*** Listed entries ***
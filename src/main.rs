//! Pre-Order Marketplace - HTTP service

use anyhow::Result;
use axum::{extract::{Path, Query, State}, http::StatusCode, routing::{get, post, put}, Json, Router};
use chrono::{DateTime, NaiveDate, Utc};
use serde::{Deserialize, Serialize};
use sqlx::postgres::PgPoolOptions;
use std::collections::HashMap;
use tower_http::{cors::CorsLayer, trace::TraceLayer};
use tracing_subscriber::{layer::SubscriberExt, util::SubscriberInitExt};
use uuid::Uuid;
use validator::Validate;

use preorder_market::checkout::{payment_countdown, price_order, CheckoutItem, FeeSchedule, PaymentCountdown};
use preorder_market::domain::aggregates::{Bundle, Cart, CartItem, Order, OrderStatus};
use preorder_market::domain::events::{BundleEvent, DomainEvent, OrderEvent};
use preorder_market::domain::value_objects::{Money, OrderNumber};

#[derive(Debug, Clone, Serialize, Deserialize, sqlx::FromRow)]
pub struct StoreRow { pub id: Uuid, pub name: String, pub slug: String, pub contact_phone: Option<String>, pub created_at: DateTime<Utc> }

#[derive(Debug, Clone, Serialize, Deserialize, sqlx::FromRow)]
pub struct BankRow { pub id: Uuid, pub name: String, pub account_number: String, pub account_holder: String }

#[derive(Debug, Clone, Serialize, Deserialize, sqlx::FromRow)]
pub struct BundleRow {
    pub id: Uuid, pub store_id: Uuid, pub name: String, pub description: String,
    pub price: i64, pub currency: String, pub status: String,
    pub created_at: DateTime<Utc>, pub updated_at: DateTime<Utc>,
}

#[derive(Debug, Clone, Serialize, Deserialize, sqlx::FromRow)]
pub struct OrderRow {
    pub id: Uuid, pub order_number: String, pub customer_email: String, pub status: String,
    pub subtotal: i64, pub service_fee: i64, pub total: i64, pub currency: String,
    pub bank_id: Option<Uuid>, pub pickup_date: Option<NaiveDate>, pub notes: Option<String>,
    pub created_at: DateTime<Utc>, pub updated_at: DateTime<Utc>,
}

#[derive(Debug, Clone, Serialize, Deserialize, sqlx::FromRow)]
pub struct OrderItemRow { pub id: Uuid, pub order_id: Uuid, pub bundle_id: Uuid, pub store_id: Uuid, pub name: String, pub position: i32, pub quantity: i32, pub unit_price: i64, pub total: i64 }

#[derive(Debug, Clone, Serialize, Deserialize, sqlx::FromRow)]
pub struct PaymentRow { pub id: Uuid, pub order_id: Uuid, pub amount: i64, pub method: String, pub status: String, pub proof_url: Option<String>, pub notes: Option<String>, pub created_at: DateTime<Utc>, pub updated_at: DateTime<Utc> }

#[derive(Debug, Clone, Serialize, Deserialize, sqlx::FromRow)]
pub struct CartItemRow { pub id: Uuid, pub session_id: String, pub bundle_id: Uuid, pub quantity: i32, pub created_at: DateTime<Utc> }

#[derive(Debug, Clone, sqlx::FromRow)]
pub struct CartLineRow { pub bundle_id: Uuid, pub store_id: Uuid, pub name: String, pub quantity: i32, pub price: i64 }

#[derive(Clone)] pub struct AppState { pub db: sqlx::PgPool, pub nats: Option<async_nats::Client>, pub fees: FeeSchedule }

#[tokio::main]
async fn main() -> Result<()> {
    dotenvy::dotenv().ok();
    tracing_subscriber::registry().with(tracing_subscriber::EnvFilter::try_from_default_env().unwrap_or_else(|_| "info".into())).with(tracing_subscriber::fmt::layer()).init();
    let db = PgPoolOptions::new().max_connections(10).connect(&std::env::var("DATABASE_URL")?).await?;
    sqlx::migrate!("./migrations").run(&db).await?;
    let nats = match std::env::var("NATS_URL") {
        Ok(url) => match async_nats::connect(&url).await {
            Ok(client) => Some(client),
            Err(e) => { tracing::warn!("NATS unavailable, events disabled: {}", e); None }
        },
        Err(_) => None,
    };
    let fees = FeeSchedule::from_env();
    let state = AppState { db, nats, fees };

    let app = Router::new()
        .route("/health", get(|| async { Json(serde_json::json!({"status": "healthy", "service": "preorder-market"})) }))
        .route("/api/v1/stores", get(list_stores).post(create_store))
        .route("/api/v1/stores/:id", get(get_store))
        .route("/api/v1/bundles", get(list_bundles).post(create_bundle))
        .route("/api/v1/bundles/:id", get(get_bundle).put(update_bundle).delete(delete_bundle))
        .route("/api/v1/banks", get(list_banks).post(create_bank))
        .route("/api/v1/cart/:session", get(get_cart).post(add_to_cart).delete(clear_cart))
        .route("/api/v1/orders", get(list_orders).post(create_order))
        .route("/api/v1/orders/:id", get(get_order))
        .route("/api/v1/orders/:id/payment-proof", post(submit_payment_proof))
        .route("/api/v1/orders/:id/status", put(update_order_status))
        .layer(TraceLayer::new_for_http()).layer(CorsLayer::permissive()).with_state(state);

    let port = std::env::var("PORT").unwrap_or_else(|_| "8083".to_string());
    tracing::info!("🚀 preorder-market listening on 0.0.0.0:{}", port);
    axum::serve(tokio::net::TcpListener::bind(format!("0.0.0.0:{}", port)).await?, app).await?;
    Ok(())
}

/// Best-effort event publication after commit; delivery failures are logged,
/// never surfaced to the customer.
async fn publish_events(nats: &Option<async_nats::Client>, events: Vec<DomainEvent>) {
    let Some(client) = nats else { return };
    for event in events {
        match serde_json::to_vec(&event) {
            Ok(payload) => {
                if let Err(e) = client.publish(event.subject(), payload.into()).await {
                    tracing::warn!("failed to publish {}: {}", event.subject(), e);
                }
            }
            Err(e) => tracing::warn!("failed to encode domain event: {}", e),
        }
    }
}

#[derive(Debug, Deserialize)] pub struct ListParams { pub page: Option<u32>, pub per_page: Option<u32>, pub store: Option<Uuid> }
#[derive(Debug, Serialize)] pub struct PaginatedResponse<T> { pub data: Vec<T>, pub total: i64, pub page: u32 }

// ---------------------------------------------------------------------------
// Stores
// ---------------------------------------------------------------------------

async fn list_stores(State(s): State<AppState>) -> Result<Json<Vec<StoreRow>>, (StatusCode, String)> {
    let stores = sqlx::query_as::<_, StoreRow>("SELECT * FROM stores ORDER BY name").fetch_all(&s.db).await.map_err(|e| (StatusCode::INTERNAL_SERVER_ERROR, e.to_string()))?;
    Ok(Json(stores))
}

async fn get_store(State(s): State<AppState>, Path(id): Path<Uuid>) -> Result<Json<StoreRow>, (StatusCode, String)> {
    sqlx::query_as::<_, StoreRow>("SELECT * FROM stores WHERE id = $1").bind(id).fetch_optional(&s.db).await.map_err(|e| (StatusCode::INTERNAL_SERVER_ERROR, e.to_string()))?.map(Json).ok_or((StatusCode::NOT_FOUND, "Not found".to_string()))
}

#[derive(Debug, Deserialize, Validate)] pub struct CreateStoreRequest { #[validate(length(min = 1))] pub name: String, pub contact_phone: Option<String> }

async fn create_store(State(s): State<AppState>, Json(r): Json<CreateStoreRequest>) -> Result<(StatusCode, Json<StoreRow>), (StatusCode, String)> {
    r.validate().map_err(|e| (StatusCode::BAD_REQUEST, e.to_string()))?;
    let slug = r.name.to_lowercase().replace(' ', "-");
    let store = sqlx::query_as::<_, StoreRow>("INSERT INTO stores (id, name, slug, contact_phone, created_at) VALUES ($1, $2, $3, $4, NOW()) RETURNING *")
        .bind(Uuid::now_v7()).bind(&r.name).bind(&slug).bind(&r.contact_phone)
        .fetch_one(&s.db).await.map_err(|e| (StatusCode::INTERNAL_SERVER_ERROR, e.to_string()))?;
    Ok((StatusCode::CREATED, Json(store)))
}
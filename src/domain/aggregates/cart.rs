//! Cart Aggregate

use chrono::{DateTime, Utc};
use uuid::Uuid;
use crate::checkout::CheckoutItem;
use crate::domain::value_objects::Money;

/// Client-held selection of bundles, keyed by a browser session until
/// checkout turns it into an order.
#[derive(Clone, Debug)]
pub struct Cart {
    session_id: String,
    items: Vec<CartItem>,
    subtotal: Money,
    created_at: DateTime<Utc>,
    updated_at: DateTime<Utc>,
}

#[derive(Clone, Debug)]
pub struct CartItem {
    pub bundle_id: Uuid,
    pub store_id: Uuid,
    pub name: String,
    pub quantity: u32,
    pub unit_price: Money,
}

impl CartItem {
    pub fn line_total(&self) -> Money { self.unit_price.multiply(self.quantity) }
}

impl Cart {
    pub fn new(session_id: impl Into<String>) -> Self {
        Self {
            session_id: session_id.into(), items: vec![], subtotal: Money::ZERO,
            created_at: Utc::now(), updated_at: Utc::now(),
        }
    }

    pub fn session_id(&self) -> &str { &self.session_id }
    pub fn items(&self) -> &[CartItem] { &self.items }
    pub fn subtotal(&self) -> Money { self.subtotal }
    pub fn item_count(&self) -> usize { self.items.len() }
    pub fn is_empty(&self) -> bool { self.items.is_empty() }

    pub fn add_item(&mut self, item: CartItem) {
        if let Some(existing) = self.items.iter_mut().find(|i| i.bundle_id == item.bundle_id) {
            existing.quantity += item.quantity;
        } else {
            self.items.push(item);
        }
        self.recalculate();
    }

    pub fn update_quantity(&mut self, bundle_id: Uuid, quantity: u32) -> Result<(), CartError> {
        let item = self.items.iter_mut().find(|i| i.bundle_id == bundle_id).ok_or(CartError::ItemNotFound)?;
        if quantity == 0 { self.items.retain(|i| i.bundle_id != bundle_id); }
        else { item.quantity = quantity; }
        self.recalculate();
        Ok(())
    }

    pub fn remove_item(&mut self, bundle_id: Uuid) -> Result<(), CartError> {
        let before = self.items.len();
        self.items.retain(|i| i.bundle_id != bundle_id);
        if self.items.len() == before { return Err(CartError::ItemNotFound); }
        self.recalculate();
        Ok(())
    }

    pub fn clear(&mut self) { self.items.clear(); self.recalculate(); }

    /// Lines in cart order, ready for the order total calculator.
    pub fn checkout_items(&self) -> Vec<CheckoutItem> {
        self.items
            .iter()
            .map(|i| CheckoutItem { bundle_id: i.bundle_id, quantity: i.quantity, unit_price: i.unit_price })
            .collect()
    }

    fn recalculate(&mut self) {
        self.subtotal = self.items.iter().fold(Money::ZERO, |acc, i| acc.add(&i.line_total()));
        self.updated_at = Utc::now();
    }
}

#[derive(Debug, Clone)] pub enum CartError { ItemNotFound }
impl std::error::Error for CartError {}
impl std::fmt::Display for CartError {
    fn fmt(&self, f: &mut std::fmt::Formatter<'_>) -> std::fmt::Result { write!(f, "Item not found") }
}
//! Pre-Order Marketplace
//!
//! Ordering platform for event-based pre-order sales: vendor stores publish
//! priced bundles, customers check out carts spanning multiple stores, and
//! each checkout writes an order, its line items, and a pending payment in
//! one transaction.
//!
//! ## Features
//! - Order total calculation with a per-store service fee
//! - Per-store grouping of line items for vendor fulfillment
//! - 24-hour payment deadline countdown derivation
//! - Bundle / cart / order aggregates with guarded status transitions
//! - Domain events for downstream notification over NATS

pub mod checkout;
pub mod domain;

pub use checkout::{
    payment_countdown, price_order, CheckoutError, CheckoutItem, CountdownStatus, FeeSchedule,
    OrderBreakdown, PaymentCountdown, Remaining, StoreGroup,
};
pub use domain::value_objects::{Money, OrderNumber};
*** End of Listed entries ***
Every line that includes "crate" must be copied from the material above.

use crate::checkout::CheckoutItem;
use crate::domain::value_objects::Money;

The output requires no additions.